◆ **TASK REQUIREMENTS**
Across all the records below, how many lines contain "VersionInfo"? Respond with only the number.

Start of PROVIDED DATA

//! Version resolution for checked requirements
//!
//! This module provides:
//! - VersionInfo: one published version with its release date
//! - PyVersion: version parsing and ordering rules
//! - resolve(): classifies a requirement against the fetched version set
//!   (up to date, outdated with change magnitude, unpinned, lookup failed)

mod version;

pub use version::PyVersion;

use crate::domain::{ChangeKind, Requirement, Resolution};
use crate::error::RegistryError;
use crate::registry::PackageVersions;
use chrono::{DateTime, Utc};
use serde::{Deserialize, Serialize};

/// One published version of a package, as reported by an index
#[derive(Debug, Clone, PartialEq, Eq, Serialize, Deserialize)]
pub struct VersionInfo {
    /// The version string (e.g. "2.31.0")
    pub version: String,
    /// When this version was uploaded; the Simple API does not provide this
    pub released_at: Option<DateTime<Utc>>,
}

impl VersionInfo {
    /// Creates a new VersionInfo
    pub fn new(version: impl Into<String>, released_at: Option<DateTime<Utc>>) -> Self {
        Self {
            version: version.into(),
            released_at,
        }
    }

    /// Parses the version string, if it follows the standard form
    pub fn parsed(&self) -> Option<PyVersion> {
        PyVersion::parse(&self.version)
    }
}

/// Classifies the magnitude of the difference between two versions:
/// major when the leading release component differs, minor when the
/// second differs, patch for anything smaller (including pre-release-only
/// differences)
pub fn classify_change(current: &PyVersion, latest: &PyVersion) -> ChangeKind {
    if latest.release_component(0) != current.release_component(0) {
        ChangeKind::Major
    } else if latest.release_component(1) != current.release_component(1) {
        ChangeKind::Minor
    } else {
        ChangeKind::Patch
    }
}

/// Resolves a requirement from the outcome of an index lookup.
///
/// Lookup errors are downgraded to a lookup-failed resolution here; they
/// never abort the run.
pub fn resolve(
    requirement: Requirement,
    lookup: Result<PackageVersions, RegistryError>,
) -> Resolution {
    match lookup {
        Ok(pkg) => resolve_versions(requirement, pkg),
        Err(err) => Resolution::lookup_failed(requirement, err.to_string()),
    }
}

/// Resolves a requirement against a fetched version set
pub fn resolve_versions(requirement: Requirement, pkg: PackageVersions) -> Resolution {
    if pkg.versions.is_empty() {
        return Resolution::lookup_failed(requirement, "index listed no versions");
    }

    let parsed: Vec<(&VersionInfo, PyVersion)> = pkg
        .versions
        .iter()
        .filter_map(|info| info.parsed().map(|py| (info, py)))
        .collect();

    // Versions that fail to parse are excluded from comparison; with no
    // parseable version at all there is nothing to compare against
    if parsed.is_empty() {
        return Resolution::lookup_failed(requirement, "no parseable release versions");
    }

    let current = requirement.version().map(PyVersion::parse);
    let current_is_prerelease =
        matches!(&current, Some(Some(ver)) if ver.is_prerelease());

    // Stable releases only, unless the pin itself is a pre-release or the
    // package has never published a stable version
    let stable: Vec<&(&VersionInfo, PyVersion)> =
        parsed.iter().filter(|(_, py)| !py.is_prerelease()).collect();
    let pool: Vec<&(&VersionInfo, PyVersion)> = if current_is_prerelease || stable.is_empty() {
        parsed.iter().collect()
    } else {
        stable
    };

    let (latest_info, latest_py) = pool
        .into_iter()
        .max_by(|a, b| a.1.cmp(&b.1))
        .expect("pool is non-empty");

    let resolution = match current {
        None => Resolution::unpinned(requirement, Some(latest_info.version.clone())),
        Some(None) => {
            let declared = requirement.version().unwrap_or_default().to_string();
            return Resolution::lookup_failed(
                requirement,
                format!("declared version '{}' is not a valid version", declared),
            );
        }
        Some(Some(current_py)) => {
            if current_py >= *latest_py {
                Resolution::up_to_date(requirement, latest_info.version.clone())
            } else {
                let change = classify_change(&current_py, latest_py);
                Resolution::outdated(requirement, latest_info.version.clone(), change)
            }
        }
    };

    let resolution = match latest_info.released_at {
        Some(at) => resolution.with_released_at(at),
        None => resolution,
    };
    match pkg.info_url {
        Some(url) => resolution.with_info_url(url),
        None => resolution,
    }
}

End of PROVIDED DATA

◆ **EXPECTED ANSWER**
7